Xu J, Han K, Lee TQ, Xu C, Su W, Chen J, Yu J, Dong S, Zhao J. Anterolateral Structure Reconstruction Similarly Improves the Stability and Causes Less Overconstraint in Anterior Cruciate Ligament-Reconstructed Knees Compared With Modified Lemaire Lateral Extra-articular Tenodesis: A Biomechanical Study.
Arthroscopy 2022;
38:911-924. [PMID:
34358641 DOI:
10.1016/j.arthro.2021.06.023]
[Citation(s) in RCA: 19] [Impact Index Per Article: 9.5] [Reference Citation Analysis] [Abstract] [Track Full Text] [Journal Information] [Submit a Manuscript] [Subscribe] [Scholar Register] [Received: 01/07/2021] [Revised: 06/13/2021] [Accepted: 06/29/2021] [Indexed: 02/02/2023]
Abstract
PURPOSE
To compare the kinematics of anterolateral structure (ALS) reconstruction (ALSR) and lateral extra-articular tenodesis (LET) in ACL-ALS-deficient knees with anterior cruciate ligament (ACL) reconstruction.
METHODS
Ten fresh-frozen cadaveric knees with the following conditions were tested: (1) intact, (2) ACL-ALS deficiency, (3) ACL reconstruction (ACLR), (4) ACLR combined with ALSR (ACL-ALSR) or LET (ACLR+LET).

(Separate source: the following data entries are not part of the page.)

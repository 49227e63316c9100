//! Clipboard synchronisation with the interactive desktop.
//!
//! The Windows monitor polls the clipboard sequence number from its own
//! thread and reports local text changes; text injected by the peer is
//! not echoed back. Other platforms get an in-process clipboard.

use tracing::debug;

use crate::message::ClipboardEvent;

/// Receives clipboard changes made on the local desktop.
pub trait ClipboardDelegate: Send + Sync {
    fn on_clipboard_event(&self, event: ClipboardEvent);
}

pub trait ClipboardMonitor: Send {
    /// Replace the local clipboard content with `event`.
    fn inject_clipboard_event(&mut self, event: &ClipboardEvent);
}

// ── In-process clipboard ─────────────────────────────────────────

/// Clipboard kept in memory; used where no system clipboard is wired up.
/// It never changes on its own, so it has no delegate.
#[derive(Debug, Default)]
pub struct MemoryClipboard {
    content: Option<ClipboardEvent>,
}

impl MemoryClipboard {
    pub fn new() -> Self {
        Self::default()
    }

    pub fn content(&self) -> Option<&ClipboardEvent> {
        self.content.as_ref()
    }
}

impl ClipboardMonitor for MemoryClipboard {
    fn inject_clipboard_event(&mut self, event: &ClipboardEvent) {
        debug!(mime_type = %event.mime_type, len = event.data.len(), "clipboard set");
        self.content = Some(event.clone());
    }
}

// ── Windows clipboard ────────────────────────────────────────────

#[cfg(target_os = "windows")]
pub use self::windows_impl::WindowsClipboard;

#[cfg(target_os = "windows")]
mod windows_impl {
    use std::sync::Arc;
    use std::sync::atomic::{AtomicBool, AtomicU32, Ordering};
    use std::thread;
    use std::time::Duration;

    use tracing::{debug, warn};
    use windows::Win32::Foundation::{GlobalFree, HANDLE, HGLOBAL, HWND};
    use windows::Win32::System::DataExchange::{
        CloseClipboard, EmptyClipboard, GetClipboardData, GetClipboardSequenceNumber,
        IsClipboardFormatAvailable, OpenClipboard, SetClipboardData,
    };
    use windows::Win32::System::Memory::{GMEM_MOVEABLE, GlobalAlloc, GlobalLock, GlobalSize, GlobalUnlock};
    use windows::Win32::System::Ole::CF_UNICODETEXT;

    use super::{ClipboardDelegate, ClipboardMonitor};
    use crate::error::HostError;
    use crate::message::ClipboardEvent;

    const POLL_INTERVAL: Duration = Duration::from_millis(250);

    fn text_format() -> u32 {
        CF_UNICODETEXT.0 as u32
    }

    /// Clipboard access scoped to one open/close pair.
    struct OpenedClipboard;

    impl OpenedClipboard {
        fn open() -> Result<Self, HostError> {
            unsafe { OpenClipboard(HWND::default()) }
                .map_err(|e| HostError::platform("OpenClipboard", e))?;
            Ok(OpenedClipboard)
        }

        fn read_text(&self) -> Option<String> {
            unsafe {
                IsClipboardFormatAvailable(text_format()).ok()?;
                let handle = GetClipboardData(text_format()).ok()?;
                let global = HGLOBAL(handle.0);
                let ptr = GlobalLock(global) as *const u16;
                if ptr.is_null() {
                    return None;
                }
                let units = GlobalSize(global) / 2;
                let slice = std::slice::from_raw_parts(ptr, units);
                let len = slice.iter().position(|&c| c == 0).unwrap_or(units);
                let text = String::from_utf16_lossy(&slice[..len]);
                let _ = GlobalUnlock(global);
                Some(text)
            }
        }

        fn write_text(&self, text: &str) -> Result<(), HostError> {
            let wide: Vec<u16> = text.encode_utf16().chain(std::iter::once(0)).collect();
            let bytes = wide.len() * 2;

            unsafe {
                EmptyClipboard().map_err(|e| HostError::platform("EmptyClipboard", e))?;

                let global = GlobalAlloc(GMEM_MOVEABLE, bytes)
                    .map_err(|e| HostError::platform("GlobalAlloc", e))?;
                let ptr = GlobalLock(global) as *mut u16;
                if ptr.is_null() {
                    let _ = GlobalFree(global);
                    return Err(HostError::Other("GlobalLock returned null".into()));
                }
                std::ptr::copy_nonoverlapping(wide.as_ptr(), ptr, wide.len());
                let _ = GlobalUnlock(global);

                // On success the clipboard owns the memory.
                if let Err(e) = SetClipboardData(text_format(), HANDLE(global.0)) {
                    let _ = GlobalFree(global);
                    return Err(HostError::platform("SetClipboardData", e));
                }
            }
            Ok(())
        }
    }

    impl Drop for OpenedClipboard {
        fn drop(&mut self) {
            let _ = unsafe { CloseClipboard() };
        }
    }

    pub struct WindowsClipboard {
        stop: Arc<AtomicBool>,
        // Sequence number produced by our own last injection.
        injected_sequence: Arc<AtomicU32>,
    }

    impl WindowsClipboard {
        pub fn new(delegate: Arc<dyn ClipboardDelegate>) -> Result<Self, HostError> {
            let stop = Arc::new(AtomicBool::new(false));
            let injected_sequence = Arc::new(AtomicU32::new(0));

            let thread_stop = Arc::clone(&stop);
            let thread_injected = Arc::clone(&injected_sequence);
            thread::Builder::new()
                .name("hostlink-clipboard".into())
                .spawn(move || {
                    let mut last_seen = unsafe { GetClipboardSequenceNumber() };
                    while !thread_stop.load(Ordering::Acquire) {
                        thread::sleep(POLL_INTERVAL);

                        let current = unsafe { GetClipboardSequenceNumber() };
                        if current == last_seen {
                            continue;
                        }
                        last_seen = current;
                        if current == thread_injected.load(Ordering::Acquire) {
                            continue;
                        }

                        let text = OpenedClipboard::open()
                            .ok()
                            .and_then(|clipboard| clipboard.read_text());
                        if let Some(text) = text {
                            debug!(len = text.len(), "local clipboard changed");
                            delegate.on_clipboard_event(ClipboardEvent::text(text));
                        }
                    }
                })
                .map_err(|e| HostError::platform("spawn clipboard thread", e))?;

            Ok(Self {
                stop,
                injected_sequence,
            })
        }
    }

    impl ClipboardMonitor for WindowsClipboard {
        fn inject_clipboard_event(&mut self, event: &ClipboardEvent) {
            if event.mime_type != ClipboardEvent::TEXT_UTF8 {
                warn!(mime_type = %event.mime_type, "unsupported clipboard format");
                return;
            }
            let text = String::from_utf8_lossy(&event.data);

            let result = OpenedClipboard::open().and_then(|clipboard| clipboard.write_text(&text));
            match result {
                Ok(()) => {
                    let sequence = unsafe { GetClipboardSequenceNumber() };
                    self.injected_sequence.store(sequence, Ordering::Release);
                }
                Err(err) => warn!(error = %err, "cannot set clipboard"),
            }
        }
    }

    impl Drop for WindowsClipboard {
        fn drop(&mut self) {
            self.stop.store(true, Ordering::Release);
        }
    }
}

#[cfg(test)]
mod tests {
    use super::*;

    #[test]
    fn memory_clipboard_keeps_last_injection() {
        let mut clipboard = MemoryClipboard::new();
        assert!(clipboard.content().is_none());

        clipboard.inject_clipboard_event(&ClipboardEvent::text("first"));
        clipboard.inject_clipboard_event(&ClipboardEvent::text("second"));
        assert_eq!(clipboard.content().unwrap().data, b"second");
    }
}
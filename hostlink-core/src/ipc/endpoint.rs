//! Endpoint naming and the platform stream behind a channel.
//!
//! | Platform | Transport          | Name                          |
//! |----------|--------------------|-------------------------------|
//! | Windows  | named pipe         | `\\.\pipe\hostlink.<id>`      |
//! | Unix     | Unix domain socket | `<temp_dir>/hostlink.<id>.sock` |

use crate::error::HostError;
use crate::ipc::channel::Channel;
#[cfg(unix)]
use crate::ipc::channel::PeerIdentity;

/// Endpoint ids end up in pipe names and file paths.
pub fn validate_id(channel_id: &str) -> Result<(), HostError> {
    let valid = !channel_id.is_empty()
        && channel_id
            .chars()
            .all(|c| c.is_ascii_alphanumeric() || matches!(c, '.' | '_' | '-'));
    if valid {
        Ok(())
    } else {
        Err(HostError::InvalidEndpoint(channel_id.to_string()))
    }
}

/// OS-level name of the endpoint for `channel_id`.
pub fn channel_name(channel_id: &str) -> Result<String, HostError> {
    validate_id(channel_id)?;

    #[cfg(target_os = "windows")]
    {
        Ok(format!(r"\\.\pipe\hostlink.{channel_id}"))
    }

    #[cfg(not(target_os = "windows"))]
    {
        Ok(std::env::temp_dir()
            .join(format!("hostlink.{channel_id}.sock"))
            .to_string_lossy()
            .into_owned())
    }
}

// ── Unix ─────────────────────────────────────────────────────────

#[cfg(unix)]
pub(crate) async fn connect(channel_id: &str) -> Result<Channel, HostError> {
    let name = channel_name(channel_id)?;
    let stream = tokio::net::UnixStream::connect(&name).await?;
    let peer = unix_peer_identity(&stream);
    tracing::debug!(endpoint = %name, ?peer, "connected");
    Ok(Channel::from_stream(stream, peer))
}

#[cfg(unix)]
pub(crate) fn unix_peer_identity(stream: &tokio::net::UnixStream) -> PeerIdentity {
    let process_id = stream
        .peer_cred()
        .ok()
        .and_then(|cred| cred.pid())
        .and_then(|pid| u32::try_from(pid).ok());

    PeerIdentity {
        process_id,
        session_id: process_id.and_then(session_id_of),
    }
}

/// Audit session of `pid`; unset sessions read as `u32::MAX`.
#[cfg(target_os = "linux")]
fn session_id_of(pid: u32) -> Option<u32> {
    std::fs::read_to_string(format!("/proc/{pid}/sessionid"))
        .ok()
        .and_then(|s| s.trim().parse::<u32>().ok())
        .filter(|&id| id != u32::MAX)
}

#[cfg(all(unix, not(target_os = "linux")))]
fn session_id_of(pid: u32) -> Option<u32> {
    let sid = unsafe { libc::getsid(pid as libc::pid_t) };
    u32::try_from(sid).ok()
}

// ── Windows ──────────────────────────────────────────────────────

#[cfg(target_os = "windows")]
pub(crate) use self::windows_impl::{connect, create_pipe_instance, pipe_peer_identity};

#[cfg(target_os = "windows")]
mod windows_impl {
    use std::io;
    use std::os::windows::io::AsRawHandle;

    use tokio::net::windows::named_pipe::{ClientOptions, NamedPipeServer, ServerOptions};
    use windows::Win32::Foundation::{BOOL, HANDLE, HLOCAL, LocalFree};
    use windows::Win32::Security::Authorization::{
        ConvertStringSecurityDescriptorToSecurityDescriptorW, SDDL_REVISION_1,
    };
    use windows::Win32::Security::{PSECURITY_DESCRIPTOR, SECURITY_ATTRIBUTES};
    use windows::Win32::System::Pipes::{GetNamedPipeClientProcessId, GetNamedPipeServerProcessId};
    use windows::Win32::System::RemoteDesktop::ProcessIdToSessionId;
    use windows::core::w;

    use super::channel_name;
    use crate::error::HostError;
    use crate::ipc::channel::{Channel, PeerIdentity};

    // Full access for LocalSystem and interactive users, nobody else.
    const PIPE_SDDL: windows::core::PCWSTR = w!("D:P(A;;GA;;;SY)(A;;GA;;;IU)");

    pub(crate) async fn connect(channel_id: &str) -> Result<Channel, HostError> {
        let name = channel_name(channel_id)?;
        let client = ClientOptions::new().open(&name)?;
        let peer = pipe_peer_identity(HANDLE(client.as_raw_handle()), false);
        tracing::debug!(endpoint = %name, ?peer, "connected");
        Ok(Channel::from_stream(client, peer))
    }

    /// Create one listening instance of the pipe.
    pub(crate) fn create_pipe_instance(name: &str, first: bool) -> io::Result<NamedPipeServer> {
        let mut descriptor = PSECURITY_DESCRIPTOR::default();
        unsafe {
            ConvertStringSecurityDescriptorToSecurityDescriptorW(
                PIPE_SDDL,
                SDDL_REVISION_1,
                &mut descriptor,
                None,
            )
        }
        .map_err(io::Error::other)?;

        let mut attributes = SECURITY_ATTRIBUTES {
            nLength: std::mem::size_of::<SECURITY_ATTRIBUTES>() as u32,
            lpSecurityDescriptor: descriptor.0,
            bInheritHandle: BOOL(0),
        };

        let mut options = ServerOptions::new();
        options.first_pipe_instance(first).reject_remote_clients(true);
        let result = unsafe {
            options.create_with_security_attributes_raw(name, &mut attributes as *mut _ as *mut _)
        };

        unsafe {
            let _ = LocalFree(HLOCAL(descriptor.0));
        }
        result
    }

    pub(crate) fn pipe_peer_identity(handle: HANDLE, is_server: bool) -> PeerIdentity {
        let mut pid = 0u32;
        let resolved = unsafe {
            if is_server {
                GetNamedPipeClientProcessId(handle, &mut pid)
            } else {
                GetNamedPipeServerProcessId(handle, &mut pid)
            }
        };
        if let Err(err) = resolved {
            tracing::warn!(error = %err, "cannot resolve pipe peer process");
            return PeerIdentity::default();
        }

        let mut session = 0u32;
        let session_id = unsafe { ProcessIdToSessionId(pid, &mut session) }
            .ok()
            .map(|_| session);

        PeerIdentity {
            process_id: Some(pid),
            session_id,
        }
    }
}

#[cfg(test)]
mod tests {
    use super::*;

    #[test]
    fn ids_are_restricted() {
        assert!(validate_id("1234.5.abcdef").is_ok());
        assert!(validate_id("a-b_c").is_ok());
        assert!(validate_id("").is_err());
        assert!(validate_id("../etc").is_err());
        assert!(validate_id(r"pipe\name").is_err());
    }

    #[test]
    fn name_embeds_id() {
        let name = channel_name("abc").unwrap();
        assert!(name.contains("hostlink.abc"));
    }

    #[tokio::test]
    async fn connect_to_missing_endpoint_fails() {
        let err = Channel::connect("missing-endpoint-for-test").await.unwrap_err();
        assert!(matches!(err, HostError::Connection(_)));
    }
}
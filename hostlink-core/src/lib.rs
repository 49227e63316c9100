//! # hostlink-core
//!
//! Host side of a remote-administration product: a privileged broker
//! talks to a per-session agent over a local framed channel.
//!
//! This crate contains:
//! - **Codec**: `FrameCodec`, `u32` little-endian length-prefixed frames
//! - **Message**: `Message`, the bincode-encoded broker/agent vocabulary
//! - **IPC**: `Channel` and `Server` over named pipes or Unix sockets
//! - **Shared memory**: named regions carrying captured frames to the broker
//! - **Desktop**: capture, input, clipboard and power collaborators
//! - **Agent**: `DesktopSessionAgent`, the per-session state machine
//! - **Launcher**: spawning the agent inside a user session
//! - **Error**: `HostError` and `LaunchError`

pub mod agent;
pub mod codec;
pub mod desktop;
pub mod error;
pub mod ipc;
pub mod launcher;
pub mod message;
pub mod shared_memory;

// ── Re-exports for ergonomic usage ───────────────────────────────

pub use agent::{DesktopSessionAgent, PlatformSubsystems, SessionState, SubsystemFactory};
pub use codec::{FrameCodec, MAX_MESSAGE_SIZE};
pub use error::{HostError, LaunchError, LaunchStep};
pub use ipc::{Channel, ChannelEvent, ChannelProxy, Listener, PeerIdentity, Server, ServerDelegate, ServerEvent};
pub use launcher::{AgentRole, SessionType, launch_session_process};
pub use message::Message;
pub use shared_memory::{SharedMemory, SharedMemoryFactory, SharedMemoryId};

Anterior translation and tibial internal rotation were measured with 90-N anterior load and 5 N·m internal torque at 0°, 30°, 60°, and 90°. The anterolateral translation and internal rotation were also measured during a simulated pivot-shift test at 0°, 15°, 30°, and 45°. The knee kinematic changes in all reconstructions were compared with each other, with intact knees as the baseline.
RESULTS
Isolated ACLR failed to restore native knee kinematics in ACL-ALS-deficient knees. Both ACL-ALSR and ACLR+LET procedures decreased the anterior instability of the ACLR. However, ACLR+LET caused overconstraints in internal rotation at 30° (-3.73° ± 2.60°, P = .023), 60° (-4.96° ± 2.22°, P = .001) and 90° (-6.14° ± 1.60°, P < .001). ACL-ALSR also overconstrained the knee at 60° (-3.65° ± 1.90°, P < .001) and 90° (-3.18° ± 2.53°, P < .001). For a simulated pivot-shift test, both combined procedures significantly reduced the ACLR instability, with anterolateral translation and internal rotation being overconstrained in ACLR+LET at 30° (-3.32 mm ± 3.89 mm, P = .005; -2.58° ± 1.61°, P < .001) and 45° (-3.02 mm ± 3.95 mm, P = .012; -3.44° ± 2.86°, P < .001). However, the ACL-ALSR overconstrained only the anterolateral translation at 30° (-1.51 mm ± 2.39 mm, P = .046) and internal rotation at 45° (-2.09° ± 1.70°, P < .001). There were no significant differences between the two combined procedures at most testing degrees in each testing state, except for the internal rotation at 30° (P = .007) and 90° (P = .032) in internal rotation torque.
CONCLUSION
ACL reconstruction alone did not restore intact knee kinematics in knees with concurrent ACL tears and severe ALS injury (ACL-ALS-deficient status). Both ACL-ALSR and ACLR+LET procedures restored knee stability at some flexion degrees, with less overconstraints in internal rotation resulting from ACL-ALSR.
CLINICAL RELEVANCE
For patients with combined ACL tears and severe ALS deficiency, isolated ACLR probably results in residual rotational and pivot-shift instability. Both ACL-ALSR and ACLR+LET show promise for the improvement of knee stability, whereas ACL-ALSR has less propensity for knee overconstraint.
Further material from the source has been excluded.